Don't let consistency rule your APIs
Consistency in API design is great. It makes the API more predictable, easier to learn, and more maintainable. But I believe there's a difference between being consistent when writing code, and writing code to be consistent.Consider this API:
public enum Status {
PENDING,
PREPARATION_IN_PROGRESS,
PREPARED,
DELIVERY_IN_PROGRESS,
DELIVERED;
CANCELLED,
public boolean isFinished() {
return this == CANCELLED || this == DELIVERED;
}
}
This API provides exactly what's necessary for the code that uses it. But to be consistent, I tend to extrapolate from
isFinished()
and add additional methods like isStarted()
and isActive()
. But these methods aren't needed! They're just dead code that needs to be written, documented, tested, and maintained only for the sake of consistency.Symmetry is a special case of extraneous consistency:
interface Stack<T> {
/**
* Adds {@code value} to the stack.
*/
void push(T value);
/**
* Removes and returns the most recently pushed value in the stack.

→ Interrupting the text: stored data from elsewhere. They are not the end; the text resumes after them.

//! NoteMatch CLI: backtest anchors against candle history and inspect vectors.
//!
//! Commands:
//! - `backtest`: run one TOML config and export its artifacts
//! - `batch`: run every `[[run]]` of a batch file, in parallel by default
//! - `sweep`: rerun one config over a list of match thresholds
//! - `compare`: cosine, tier and per-group breakdown of two vectors
//! - `features`: build the 12-D vector for a candle (and optional indicators)
//! - `synth`: write a seeded synthetic candle CSV

use std::path::{Path, PathBuf};

use anyhow::{bail, Context, Result};
use chrono::{DateTime, Utc};
use clap::{Parser, Subcommand};
use tracing_subscriber::EnvFilter;

use notematch_core::features::convert_legacy_vector;
use notematch_core::{
    Candle, FeatureVectorBuilder, IndicatorReading, MatchConfig, SimilarityEvaluator, Timeframe,
};
use notematch_runner::export::fmt_profit_factor;
use notematch_runner::{
    export_report, rank_by_expectancy, run_backtest, run_batch, synthetic_candles,
    threshold_sweep, write_candles_csv, BacktestReport, BatchConfig, RunConfig, SyntheticSpec,
};

#[derive(Parser)]
#[command(
    name = "notematch",
    about = "NoteMatch CLI: match trade notes against market history"
)]
struct Cli {
    #[command(subcommand)]
    command: Commands,
}

#[derive(Subcommand)]
enum Commands {
    /// Run a single backtest from a TOML config file.
    Backtest {
        /// Path to a TOML run config.
        #[arg(long)]
        config: PathBuf,

        /// Output directory for artifacts.
        #[arg(long, default_value = "results")]
        output_dir: PathBuf,

        /// Print the summary only; write no artifacts.
        #[arg(long, default_value_t = false)]
        no_export: bool,
    },
    /// Run every [[run]] table of a batch file.
    Batch {
        /// Path to a TOML batch file.
        #[arg(long)]
        config: PathBuf,

        /// Run one config at a time.
        #[arg(long, default_value_t = false)]
        sequential: bool,

        /// Output directory for artifacts.
        #[arg(long, default_value = "results")]
        output_dir: PathBuf,
    },
    /// Rerun one config over several match thresholds, ranked by expectancy.
    Sweep {
        /// Path to a TOML run config.
        #[arg(long)]
        config: PathBuf,

        /// Thresholds to try, comma separated (e.g. 0.7,0.8,0.9).
        #[arg(long, value_delimiter = ',', required = true)]
        thresholds: Vec<f64>,
    },
    /// Compare two feature vectors.
    Compare {
        /// First vector: a JSON array, or a path to a file holding one.
        #[arg(long)]
        a: String,

        /// Second vector: a JSON array, or a path to a file holding one.
        #[arg(long)]
        b: String,

        /// Optional TOML file with [tiers] overrides.
        #[arg(long)]
        matching: Option<PathBuf>,
    },
    /// Build the 12-D feature vector for one candle.
    Features {
        /// Candle as JSON (or a path to a JSON file).
        #[arg(long)]
        candle: String,

        /// Indicator reading as JSON (or a path to a JSON file).
        #[arg(long)]
        indicators: Option<String>,
    },
    /// Write a seeded synthetic candle CSV.
    Synth {
        /// Output CSV path.
        #[arg(long)]
        out: PathBuf,

        #[arg(long, default_value_t = 5_000)]
        count: usize,

        /// Timeframe label (M1, M5, M15, M30, H1, H4, D1).
        #[arg(long, default_value = "M15")]
        timeframe: String,

        /// First candle time (RFC3339).
        #[arg(long, default_value = "2024-01-01T00:00:00Z")]
        start: String,

        #[arg(long, default_value_t = 1.0)]
        start_price: f64,

        /// Max per-candle move as a fraction of price.
        #[arg(long, default_value_t = 0.0015)]
        volatility: f64,

        #[arg(long, default_value_t = 42)]
        seed: u64,
    },
}

fn main() -> Result<()> {
    tracing_subscriber::fmt()
        .with_env_filter(EnvFilter::from_default_env().add_directive("info".parse()?))
        .with_writer(std::io::stderr)
        .init();

    let cli = Cli::parse();

    match cli.command {
        Commands::Backtest {
            config,
            output_dir,
            no_export,
        } => run_backtest_cmd(&config, &output_dir, no_export),
        Commands::Batch {
            config,
            sequential,
            output_dir,
        } => run_batch_cmd(&config, !sequential, &output_dir),
        Commands::Sweep { config, thresholds } => run_sweep_cmd(&config, &thresholds),
        Commands::Compare { a, b, matching } => run_compare(&a, &b, matching.as_deref()),
        Commands::Features { candle, indicators } => run_features(&candle, indicators.as_deref()),
        Commands::Synth {
            out,
            count,
            timeframe,
            start,
            start_price,
            volatility,
            seed,
        } => run_synth(&out, count, &timeframe, &start, start_price, volatility, seed),
    }
}

fn run_backtest_cmd(config_path: &Path, output_dir: &Path, no_export: bool) -> Result<()> {
    let config = RunConfig::load(config_path)?;
    let report = run_backtest(&config)?;
    print_summary(&report);

    if !no_export {
        let run_dir = export_report(&report, output_dir)?;
        println!("Artifacts saved to: {}", run_dir.display());
    }
    Ok(())
}

fn run_batch_cmd(config_path: &Path, parallel: bool, output_dir: &Path) -> Result<()> {
    let batch = BatchConfig::load(config_path)?;
    let results = run_batch(&batch.run, parallel);

    let mut failed = 0usize;
    for (i, result) in results.iter().enumerate() {
        match result {
            Ok(report) => {
                export_report(report, output_dir)?;
                println!("{}", summary_line(report));
            }
            Err(e) => {
                failed += 1;
                eprintln!("run {}: {e}", i + 1);
            }
        }
    }
    println!("Artifacts saved under: {}", output_dir.display());

    if failed > 0 {
        bail!("{failed} of {} runs failed", results.len());
    }
    Ok(())
}

fn run_sweep_cmd(config_path: &Path, thresholds: &[f64]) -> Result<()> {
    let base = RunConfig::load(config_path)?;
    let configs = threshold_sweep(&base, thresholds);
    for config in &configs {
        config.validate()?;
    }

    let mut reports = run_batch(&configs, true)
        .into_iter()
        .collect::<Result<Vec<_>, _>>()?;
    rank_by_expectancy(&mut reports);

    println!(
        "{:>9}  {:>6}  {:>8}  {:>7}  {:>10}",
        "threshold", "setups", "win rate", "PF", "expectancy"
    );
    for r in &reports {
        let s = &r.run.summary;
        println!(
            "{:>9.3}  {:>6}  {:>7.1}%  {:>7}  {:>9.3}%",
            r.params.match_threshold,
            s.setup_count,
            s.win_rate * 100.0,
            fmt_profit_factor(s.profit_factor),
            s.expectancy
        );
    }
    Ok(())
}

fn run_compare(a: &str, b: &str, matching: Option<&Path>) -> Result<()> {
    let a = read_vector(a).context("vector --a")?;
    let b = read_vector(b).context("vector --b")?;
    let config = match matching {
        Some(path) => {
            let text = std::fs::read_to_string(path)
                .with_context(|| format!("failed to read {}", path.display()))?;
            toml::from_str::<MatchConfig>(&text)?
        }
        None => MatchConfig::default(),
    };

    let report = SimilarityEvaluator::new(config.tiers).evaluate(a.as_slice(), b.as_slice());
    println!("Similarity:  {:.4}", report.similarity);
    println!("Tier:        {}", report.tier);
    println!();
    println!("{:<12} {:>10} {:>7} {:>13}", "group", "similarity", "weight", "contribution");
    for g in &report.breakdown.groups {
        println!(
            "{:<12} {:>10.4} {:>7.2} {:>13.4}",
            format!("{:?}", g.group).to_lowercase(),
            g.similarity,
            g.weight,
            g.contribution
        );
    }
    println!("{:<12} {:>32.4}", "weighted", report.breakdown.weighted_total);
    Ok(())
}

fn run_features(candle: &str, indicators: Option<&str>) -> Result<()> {
    let candle: Candle = serde_json::from_str(&read_json_arg(candle)?)
        .context("candle must be {timestamp, open, high, low, close[, volume]}")?;
    let reading: IndicatorReading = match indicators {
        Some(arg) => serde_json::from_str(&read_json_arg(arg)?).context("invalid indicator JSON")?,
        None => IndicatorReading::default(),
    };

    let vector = FeatureVectorBuilder::default().build(&candle, &reading, Some(candle.timestamp));
    println!("{}", serde_json::to_string(&vector)?);
    Ok(())
}

#[allow(clippy::too_many_arguments)]
fn run_synth(
    out: &Path,
    count: usize,
    timeframe: &str,
    start: &str,
    start_price: f64,
    volatility: f64,
    seed: u64,
) -> Result<()> {
    let timeframe: Timeframe = serde_json::from_value(serde_json::Value::String(
        timeframe.to_uppercase(),
    ))
    .with_context(|| format!("unknown timeframe '{timeframe}'"))?;
    let start: DateTime<Utc> = DateTime::parse_from_rfc3339(start)
        .with_context(|| format!("invalid --start '{start}'"))?
        .with_timezone(&Utc);

    let candles = synthetic_candles(&SyntheticSpec {
        start,
        timeframe,
        count,
        start_price,
        volatility,
        seed,
    })?;
    let file = std::fs::File::create(out)
        .with_context(|| format!("failed to create {}", out.display()))?;
    write_candles_csv(&candles, file)?;
    println!("Wrote {} candles to {}", candles.len(), out.display());
    Ok(())
}

/// Inline JSON, or the contents of the file it names.
fn read_json_arg(arg: &str) -> Result<String> {
    let trimmed = arg.trim_start();
    if trimmed.starts_with('{') || trimmed.starts_with('[') {
        return Ok(arg.to_string());
    }
    std::fs::read_to_string(arg).with_context(|| format!("failed to read {arg}"))
}

/// Parse a vector argument; 7/8/18-D legacy vectors are converted to 12-D.
fn read_vector(arg: &str) -> Result<Vec<f64>> {
    let value: serde_json::Value = serde_json::from_str(&read_json_arg(arg)?)?;
    let Some(items) = value.as_array() else {
        bail!("expected a JSON array of numbers");
    };
    let raw: Vec<f64> = items
        .iter()
        .map(|v| v.as_f64())
        .collect::<Option<_>>()
        .context("vector entries must all be numbers")?;
    // other lengths are compared as-is, zero padded
    Ok(match convert_legacy_vector(&raw) {
        Ok(vector) => vector.as_slice().to_vec(),
        Err(_) => raw,
    })
}

fn summary_line(report: &BacktestReport) -> String {
    let s = &report.run.summary;
    format!(
        "{} {} {:<6} thr {:.2}  setups {:>4}  win {:>5.1}%  PF {:>6}  exp {:>7.3}%  [{}]",
        report.symbol,
        report.side,
        report.timeframe,
        report.params.match_threshold,
        s.setup_count,
        s.win_rate * 100.0,
        fmt_profit_factor(s.profit_factor),
        s.expectancy,
        &report.run_id[..12.min(report.run_id.len())]
    )
}

fn print_summary(report: &BacktestReport) {
    let s = &report.run.summary;
    println!();
    println!("=== Backtest Result ===");
    println!("Run:            {}", report.run_id);
    println!(
        "Anchor:         {} {} on {}",
        report.symbol, report.side, report.timeframe
    );
    match (report.window.start, report.window.end) {
        (Some(start), Some(end)) => println!("Period:         {start} to {end}"),
        _ => println!("Period:         (no candles in window)"),
    }
    println!(
        "Candles:        {} ({} skipped, {} scored)",
        report.window.candle_count, report.run.skipped_candles, report.run.evaluations
    );
    if let Some(best) = report.run.best_score {
        println!("Best score:     {best:.4}");
    }
    println!();
    println!("--- Setups ---");
    println!(
        "Setups:         {} ({} win / {} loss / {} timeout)",
        s.setup_count, s.win_count, s.loss_count, s.timeout_count
    );
    println!("Win Rate:       {:.1}%", s.win_rate * 100.0);
    println!("Profit Factor:  {}", fmt_profit_factor(s.profit_factor));
    println!("Expectancy:     {:.3}%", s.expectancy);
    println!("Avg Win:        {:.3}%", s.average_win);
    println!("Avg Loss:       {:.3}%", s.average_loss);
    println!("Max Drawdown:   {:.3}%", s.max_drawdown);
    println!(
        "Streaks:        {} wins / {} losses",
        s.max_consecutive_wins, s.max_consecutive_losses
    );
}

* @throws StackEmptyException if the stack contains no elements
*/
T pop();
}
Consistency tells me to create an exception type StackFullException
and to declare that push()
throws it when someone pushes more than Integer.MAX_VALUE
elements. This situation extremely rare! Writing the extra code and the tricky tests isn't worth the effort.Finally, a familiar example where consistency ruins an API:
public class InputStream {
int read() throws IOException;
int read(byte[] b) throws IOException;
void close() throws IOException;
}
When a call to read() throws an IOException
, the caller probably wants to recover from the error. But when close()
throws, there's not much the caller can do about it! As a result of this, I need nested try/catch blocks every time I close a stream: InputStream in = null;
try {
in = openInputStream();
return parse(in);
} catch(IOException e) {
throw new ApplicationException("Failed to read input", e);
} finally {
try {
if (in != null) {
in.close();
}
} catch(IOException ignored) {
}
}
A better, but less consistent, API might have close()
return a boolean to indicate whether the operation was successful.When writing APIs, be consistent and predictable. But don't be consistent just for consistency's sake - that could lead you to write too much or bad code.